Secondly, women are thought to account for 70 per cent of purchases. If investment portfolios do not include women-led businesses, then you are missing an opportunity to back the people who know consumers best.

Yet, Lynsay counters, gender-lens investing is still viewed as a niche. What, she asks Hany and Roshaneh, can be done to make it mainstream? First, Hany says, the people working at investor level need to be more diverse- we need to include women as financial decision makers. Second, the fund managers also need to be changed for better gender parity.

“I tell the investors, ask the question ‘why are there no women in your fund management team?’ If you get all investors to start asking those questions that is going to be a major change in how we do business, because there has to be an answer.”

For Roshaneh, the answer is in the results of investing in women which speak for themselves. Despite women’s businesses being more affected by COVID as they were more likely to be impacted by lockdowns such as beauty salons and schools, they performed better. But she adds, more needs to be done to document the impact investing in women and women’s participation in businesses has on results.

What’s more, Hany adds, more needs to be done to recognise that women present themselves differently to men and adapt hiring practices and investing practices to reflect this.

“Women are a lot more careful,” he says. “I get CVs and you know the men are overselling themselves and the women are underselling themselves, so you have to adjust for that and say let’s look at the fundamentals.
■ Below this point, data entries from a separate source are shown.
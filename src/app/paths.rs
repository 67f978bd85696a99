// SPDX-License-Identifier: MPL-2.0
//! Centralized path management for application directories.
//!
//! # Path Resolution Order
//!
//! 1. **Explicit override** - parameter to `_with_override()` functions (for tests)
//! 2. **CLI arguments** (`--data-dir`, `--config-dir`) - set via [`init_cli_overrides`]
//! 3. **Environment variables** (`ICED_CALENDAR_DATA_DIR`, `ICED_CALENDAR_CONFIG_DIR`)
//! 4. **Platform default** - via `dirs` crate

use std::path::PathBuf;
use std::sync::OnceLock;

/// Application name used for directory naming.
const APP_NAME: &str = "IcedCalendar";

/// Environment variable to override the data directory.
pub const ENV_DATA_DIR: &str = "ICED_CALENDAR_DATA_DIR";

/// Environment variable to override the config directory.
pub const ENV_CONFIG_DIR: &str = "ICED_CALENDAR_CONFIG_DIR";

static CLI_DATA_DIR: OnceLock<Option<PathBuf>> = OnceLock::new();
static CLI_CONFIG_DIR: OnceLock<Option<PathBuf>> = OnceLock::new();

/// Records the `--data-dir` / `--config-dir` arguments.
///
/// Only the first call has an effect; later calls are ignored.
pub fn init_cli_overrides(data_dir: Option<String>, config_dir: Option<String>) {
    if CLI_DATA_DIR.set(data_dir.map(PathBuf::from)).is_err() {
        tracing::debug!("data dir override already initialized");
    }
    if CLI_CONFIG_DIR.set(config_dir.map(PathBuf::from)).is_err() {
        tracing::debug!("config dir override already initialized");
    }
}

fn resolve(
    override_path: Option<PathBuf>,
    cli: &OnceLock<Option<PathBuf>>,
    env_var: &str,
    platform: Option<PathBuf>,
) -> Option<PathBuf> {
    if let Some(path) = override_path {
        return Some(path);
    }

    if let Some(path) = cli.get().and_then(Clone::clone) {
        return Some(path);
    }

    if let Ok(env_path) = std::env::var(env_var) {
        if !env_path.is_empty() {
            return Some(PathBuf::from(env_path));
        }
    }

    platform.map(|mut path| {
        path.push(APP_NAME);
        path
    })
}

/// Returns the application data directory (transient state such as the zoom level).
pub fn get_app_data_dir() -> Option<PathBuf> {
    get_app_data_dir_with_override(None)
}

/// Returns the application data directory path with an optional override.
pub fn get_app_data_dir_with_override(override_path: Option<PathBuf>) -> Option<PathBuf> {
    resolve(override_path, &CLI_DATA_DIR, ENV_DATA_DIR, dirs::data_dir())
}

/// Returns the application config directory (`settings.toml`).
pub fn get_app_config_dir() -> Option<PathBuf> {
    get_app_config_dir_with_override(None)
}

/// Returns the application config directory path with an optional override.
pub fn get_app_config_dir_with_override(override_path: Option<PathBuf>) -> Option<PathBuf> {
    resolve(
        override_path,
        &CLI_CONFIG_DIR,
        ENV_CONFIG_DIR,
        dirs::config_dir(),
    )
}
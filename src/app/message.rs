// SPDX-License-Identifier: MPL-2.0
//! Top-level messages and runtime flags for the application.

use crate::domain::calendar::CalendarMonth;
use crate::ui::calendar::component;

/// Top-level messages consumed by `App::update`. The calendar forwards its
/// own messages through [`Message::Calendar`].
#[derive(Debug, Clone)]
pub enum Message {
    Calendar(component::Message),
    /// A zoom write job finished (errors are already logged).
    ZoomSaved,
}

/// Runtime flags passed in from the CLI to tweak startup behavior.
#[derive(Debug, Default)]
pub struct Flags {
    /// Month shown on startup instead of the current one.
    pub month: Option<CalendarMonth>,
    /// Optional data directory override (for the zoom state file).
    /// Takes precedence over `ICED_CALENDAR_DATA_DIR` environment variable.
    pub data_dir: Option<String>,
    /// Optional config directory override (for settings.toml).
    /// Takes precedence over `ICED_CALENDAR_CONFIG_DIR` environment variable.
    pub config_dir: Option<String>,
}
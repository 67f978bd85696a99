// SPDX-License-Identifier: MPL-2.0
//! Haptic feedback.
//!
//! Desktops have no actuator, so the default implementation logs each
//! pulse; platforms with one plug in their own [`Haptics`].

use std::sync::atomic::{AtomicUsize, Ordering};

/// Feedback sink for pinch releases and mode changes.
pub trait Haptics: Send + Sync {
    /// Short tap when a pinch or mode button is released.
    fn light_impact(&self);

    /// Tick when the display mode actually changes.
    fn selection_changed(&self);
}

/// Logs pulses at debug level.
#[derive(Debug, Clone, Copy, Default)]
pub struct LogHaptics;

impl Haptics for LogHaptics {
    fn light_impact(&self) {
        tracing::debug!("haptic: light impact");
    }

    fn selection_changed(&self) {
        tracing::debug!("haptic: selection changed");
    }
}

/// Drops every pulse (haptics disabled in settings).
#[derive(Debug, Clone, Copy, Default)]
pub struct NoHaptics;

impl Haptics for NoHaptics {
    fn light_impact(&self) {}

    fn selection_changed(&self) {}
}

/// Counts pulses; lets tests assert on feedback.
#[derive(Debug, Default)]
pub struct CountingHaptics {
    light: AtomicUsize,
    selection: AtomicUsize,
}

impl CountingHaptics {
    #[must_use]
    pub fn light_count(&self) -> usize {
        self.light.load(Ordering::SeqCst)
    }

    #[must_use]
    pub fn selection_count(&self) -> usize {
        self.selection.load(Ordering::SeqCst)
    }
}

impl Haptics for CountingHaptics {
    fn light_impact(&self) {
        self.light.fetch_add(1, Ordering::SeqCst);
    }

    fn selection_changed(&self) {
        self.selection.fetch_add(1, Ordering::SeqCst);
    }
}
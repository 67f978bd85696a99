// SPDX-License-Identifier: MPL-2.0
use thiserror::Error;

/// Crate-wide error type.
///
/// None of these reach the user: the calendar engine absorbs them into
/// defaults and logs them.
#[derive(Debug, Clone, Error)]
pub enum Error {
    #[error("I/O Error: {0}")]
    Io(String),

    #[error("Config Error: {0}")]
    Config(String),

    /// Key-value store could not be read, decoded or written.
    #[error("Storage Error: {0}")]
    Storage(String),
}

impl From<std::io::Error> for Error {
    fn from(err: std::io::Error) -> Self {
        Error::Io(err.to_string())
    }
}

impl From<toml::de::Error> for Error {
    fn from(err: toml::de::Error) -> Self {
        Error::Config(err.to_string())
    }
}

impl From<toml::ser::Error> for Error {
    fn from(err: toml::ser::Error) -> Self {
        Error::Config(err.to_string())
    }
}

impl<T: std::fmt::Debug> From<ciborium::de::Error<T>> for Error {
    fn from(err: ciborium::de::Error<T>) -> Self {
        Error::Storage(format!("{err:?}"))
    }
}

impl<T: std::fmt::Debug> From<ciborium::ser::Error<T>> for Error {
    fn from(err: ciborium::ser::Error<T>) -> Self {
        Error::Storage(format!("{err:?}"))
    }
}

pub type Result<T> = std::result::Result<T, Error>;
Women have a lot to contribute so it’s how you show that and sell that, that becomes important.”

Roshaneh thinks one approach could be ‘incubators’ “where you could incubate those businesses, help women write the right business plan and coach them to be able to present their case better.”

In addition, she says, Kash Foundation uses a gender lens every time they design a product. “There is an obvious businesses case and invest ability to doing it that way.”

Ending the discussion Roshaneh called on impact investors and development finance institutions, such as BII, to do two things. First, to invest in more innovation from a gender lens perspective to develop more products that cater to the needs of female entrepreneurs.

And secondly “change the way we assess women-led businesses. It’s not just about goals and key performance indicators, it’s also about the social and transformational impact these businesses will have… it’s a question of correcting the imbalance and it’s a question of utilising the opportunity that women represent.”